Когда надежда на освобождение покинула его, Тарджа обратился к своим мыслям. Это оказалось опасной игрой. В прошлом таилось множество приводящих его в ужас воспоминаний, отказать которым в реальности было все же невозможно. По каким-то причинам — может быть, если права Мэнда, на то была воля богов — ему случилось влюбиться в Р'шейл. Он помнил каждую мысль, каждый поцелуй, каждое объятие, каждую интимную встречу, когда он засыпал, не выпуская ее из своих объятий. Его поражало, почему тогда все это не тревожило его — и почему это так тревожит его теперь. Умом он знал, что Р'шейл вовсе не сестра ему, но всю свою жизнь он привык считать ее родной плотью и кровью, и отказаться от этого было не так-то просто. И все же он любил ее и не раскаивался в этом до того дня, когда пришел в себя в фургоне по дороге в Тестру и обнаружил, что его мир непоправимо изменился, хотя не было и намека на то, что послужило причиной перемен.

Когда дверь его камеры наконец отворилась, Тарджа с лихорадочной поспешностью вскочил на ноги. В дверях стоял черноволосый рыцарь с разочарованным взглядом — юноша, обнаруживший, что война вовсе не такое романтическое и героическое дело, как он полагал. На его плаще были нарисованы три сосны на красном фоне.

«Кирхландец, — подумал Тарджа. — Из той же провинции, что и маленький Майкл. Интересно, что с ним теперь? Жив ли он или и его сгубило предназначение Р'шейл?»

— Меня зовут сэр Андон, — произнес кариенец на ломаном медалонском. — Иди со мной.

Тарджа опустил глаза, только сейчас заметив, как плохо он пахнет. Он был небрит и грязен, его камера вся провоняла, а ведро для нечистот в углу давно переполнено.

— Куда мы идем?

— Должен быть чистый. Тебя завтра повесят. Лорд Рейч сказал, что ты должен выглядеть как защитник.

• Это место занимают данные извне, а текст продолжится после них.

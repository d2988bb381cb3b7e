//! The blob registry: token → link table with its expiry, limit, and lock
//! state machine.
//!
//! The table is a [`DashMap`]. Every per-link read-modify-write runs while
//! holding that entry's shard write guard, so a consume, lock, unlock, or
//! sweep touching the same token can never interleave. Payloads are
//! [`Bytes`], so a download that was authorized keeps its bytes alive even
//! if the entry is removed before streaming finishes.

use std::fmt;

use chrono::{DateTime, Utc};
use dashmap::DashMap;
use dashmap::mapref::entry::Entry;
use tracing::{debug, info};

use impactqr_core::LinkToken;

use crate::error::LinkError;
use crate::record::{ConsumedLink, LinkInfo, LinkRecord, NewLink};
use crate::secret::SecretHasher;
use crate::stats::{LinkStats, StatsCounters};

/// In-memory registry of ephemeral download links.
pub struct BlobRegistry {
    /// Live links keyed by token.
    links: DashMap<LinkToken, LinkRecord>,
    /// Hasher for lock passwords.
    hasher: SecretHasher,
    /// Lifetime upload/download counters.
    counters: StatsCounters,
}

impl fmt::Debug for BlobRegistry {
    fn fmt(&self, f: &mut fmt::Formatter<'_>) -> fmt::Result {
        f.debug_struct("BlobRegistry")
            .field("links", &self.links.len())
            .field("hasher", &self.hasher)
            .finish()
    }
}

impl Default for BlobRegistry {
    fn default() -> Self {
        Self::new(SecretHasher::default())
    }
}

impl BlobRegistry {
    /// Creates an empty registry.
    pub fn new(hasher: SecretHasher) -> Self {
        Self {
            links: DashMap::new(),
            hasher,
            counters: StatsCounters::default(),
        }
    }

    /// Number of stored links, dead or alive.
    pub fn len(&self) -> usize {
        self.links.len()
    }

    /// Whether the registry holds no links.
    pub fn is_empty(&self) -> bool {
        self.links.is_empty()
    }

    /// Stores a new link and returns its metadata, including the token.
    ///
    /// The link is visible to lookups as soon as this returns.
    pub fn create(&self, link: NewLink) -> LinkInfo {
        self.create_at(link, Utc::now())
    }

    /// [`create`](Self::create) with an explicit creation instant.
    pub fn create_at(&self, link: NewLink, now: DateTime<Utc>) -> LinkInfo {
        self.create_with_at(|_| link, now)
    }

    /// Like [`create`](Self::create), but builds the link once its token is
    /// known, for payloads whose display name embeds the token.
    pub fn create_with(&self, build: impl FnOnce(&LinkToken) -> NewLink) -> LinkInfo {
        self.create_with_at(build, Utc::now())
    }

    fn create_with_at(
        &self,
        build: impl FnOnce(&LinkToken) -> NewLink,
        now: DateTime<Utc>,
    ) -> LinkInfo {
        let slot = loop {
            match self.links.entry(LinkToken::generate()) {
                Entry::Vacant(slot) => break slot,
                Entry::Occupied(taken) => {
                    debug!(token = %taken.key(), "Token collision, drawing again");
                }
            }
        };

        let token = slot.key().clone();
        let link = build(&token);
        let record = LinkRecord::new(token, link, now);
        let info = record.info();
        slot.insert(record);

        self.counters.record_upload(info.size_bytes);

        info!(
            token = %info.token,
            size = info.size_bytes,
            limit = ?info.download_limit,
            expires_at = ?info.expires_at,
            "Link created"
        );

        info
    }

    /// Looks up a link without consuming a download.
    ///
    /// A link found to be stale is latched terminal as a side effect; the
    /// download count is never touched.
    pub fn get(&self, token: &str) -> Result<LinkInfo, LinkError> {
        self.get_at(token, Utc::now())
    }

    /// [`get`](Self::get) evaluated at an explicit instant.
    pub fn get_at(&self, token: &str, now: DateTime<Utc>) -> Result<LinkInfo, LinkError> {
        let mut record = self.links.get_mut(token).ok_or(LinkError::NotFound)?;
        record.refresh(now);
        Ok(record.info())
    }

    /// Whether a download attempted now would be served.
    pub fn is_available(&self, token: &str) -> bool {
        self.get(token).is_ok_and(|info| info.is_available())
    }

    /// Authorizes one download.
    ///
    /// Checks lock, then liveness, then takes a download slot, all under the
    /// entry's write guard. Taking the last slot latches the link terminal
    /// in the same step, so concurrent callers can never both win it.
    pub fn consume(&self, token: &str) -> Result<ConsumedLink, LinkError> {
        self.consume_at(token, Utc::now())
    }

    /// [`consume`](Self::consume) evaluated at an explicit instant.
    pub fn consume_at(&self, token: &str, now: DateTime<Utc>) -> Result<ConsumedLink, LinkError> {
        let mut record = self.links.get_mut(token).ok_or(LinkError::NotFound)?;

        if record.is_locked() {
            return Err(LinkError::Locked {
                display_name: record.display_name.clone(),
            });
        }

        if record.refresh(now) {
            return Err(LinkError::Expired {
                display_name: record.display_name.clone(),
                downloads: record.download_count,
                limit: record.download_limit,
            });
        }

        record.download_count += 1;
        if record.limit_reached() {
            record.terminal = true;
        }

        let consumed = ConsumedLink {
            token: record.token.clone(),
            payload: record.payload.clone(),
            display_name: record.display_name.clone(),
            download_count: record.download_count,
        };
        let terminal = record.terminal;
        drop(record);

        self.counters.record_download();
        debug!(
            token = %consumed.token,
            downloads = consumed.download_count,
            terminal,
            "Download authorized"
        );

        Ok(consumed)
    }

    /// Locks a link behind `secret`, replacing any previous secret.
    pub fn lock(&self, token: &str, secret: &str) -> Result<(), LinkError> {
        if !self.links.contains_key(token) {
            return Err(LinkError::NotFound);
        }
        if secret.is_empty() {
            return Err(LinkError::InvalidSecret);
        }

        // Hash before taking the entry guard.
        let hashed = self.hasher.hash(secret)?;

        let mut record = self.links.get_mut(token).ok_or(LinkError::NotFound)?;
        let relocked = record.lock.replace(hashed).is_some();
        drop(record);

        info!(token, relocked, "Link locked");
        Ok(())
    }

    /// Unlocks a link if `secret` matches the stored one.
    ///
    /// Any mismatch, an empty secret, or a link that is not locked yields
    /// [`LinkError::WrongSecret`] and leaves the link untouched.
    pub fn unlock(&self, token: &str, secret: &str) -> Result<(), LinkError> {
        let stored = self
            .links
            .get(token)
            .ok_or(LinkError::NotFound)?
            .lock
            .clone();

        let Some(stored) = stored else {
            debug!(token, "Unlock attempted on an unlocked link");
            return Err(LinkError::WrongSecret);
        };

        if secret.is_empty() || !self.hasher.verify(secret, &stored)? {
            debug!(token, "Unlock rejected");
            return Err(LinkError::WrongSecret);
        }

        let mut record = self.links.get_mut(token).ok_or(LinkError::NotFound)?;
        // A concurrent re-lock installed a different secret; it wins.
        if record.lock.as_ref() != Some(&stored) {
            return Err(LinkError::WrongSecret);
        }
        record.lock = None;
        drop(record);

        info!(token, "Link unlocked");
        Ok(())
    }

    /// Deletes a link outright.
    pub fn remove(&self, token: &str) -> Result<(), LinkError> {
        let (token, _) = self.links.remove(token).ok_or(LinkError::NotFound)?;
        info!(token = %token, "Link removed");
        Ok(())
    }

    /// Removes every terminal or TTL-expired link and returns how many went.
    pub fn sweep(&self) -> usize {
        self.sweep_at(Utc::now())
    }

    /// [`sweep`](Self::sweep) evaluated at an explicit instant.
    pub fn sweep_at(&self, now: DateTime<Utc>) -> usize {
        let mut removed = 0;
        self.links.retain(|_, record| {
            let dead = record.is_dead(now);
            if dead {
                removed += 1;
            }
            !dead
        });
        removed
    }

    /// Current statistics. Scans the table without mutating any link.
    pub fn stats(&self) -> LinkStats {
        self.stats_at(Utc::now())
    }

    /// [`stats`](Self::stats) evaluated at an explicit instant.
    pub fn stats_at(&self, now: DateTime<Utc>) -> LinkStats {
        let active = self
            .links
            .iter()
            .filter(|entry| entry.value().is_available(now))
            .count();

        self.counters.snapshot(active as u64)
    }
}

Итак, они наконец собрались его повесить. Рейч хотел, чтобы его казнь увидело побольше людей — обитатели Медалона должны были увидеть казнь офицера защитников. А смерть замученного, больного создания, каким он сейчас являлся, никого не могла воодушевить. Тарджа подумал было сопротивляться, но сразу же отбросил эту идею. Когда он выберется из камеры, можно попробовать сбежать, хотя, глядя на людей, выстроившихся за спиной Андона, в удачу верится с трудом.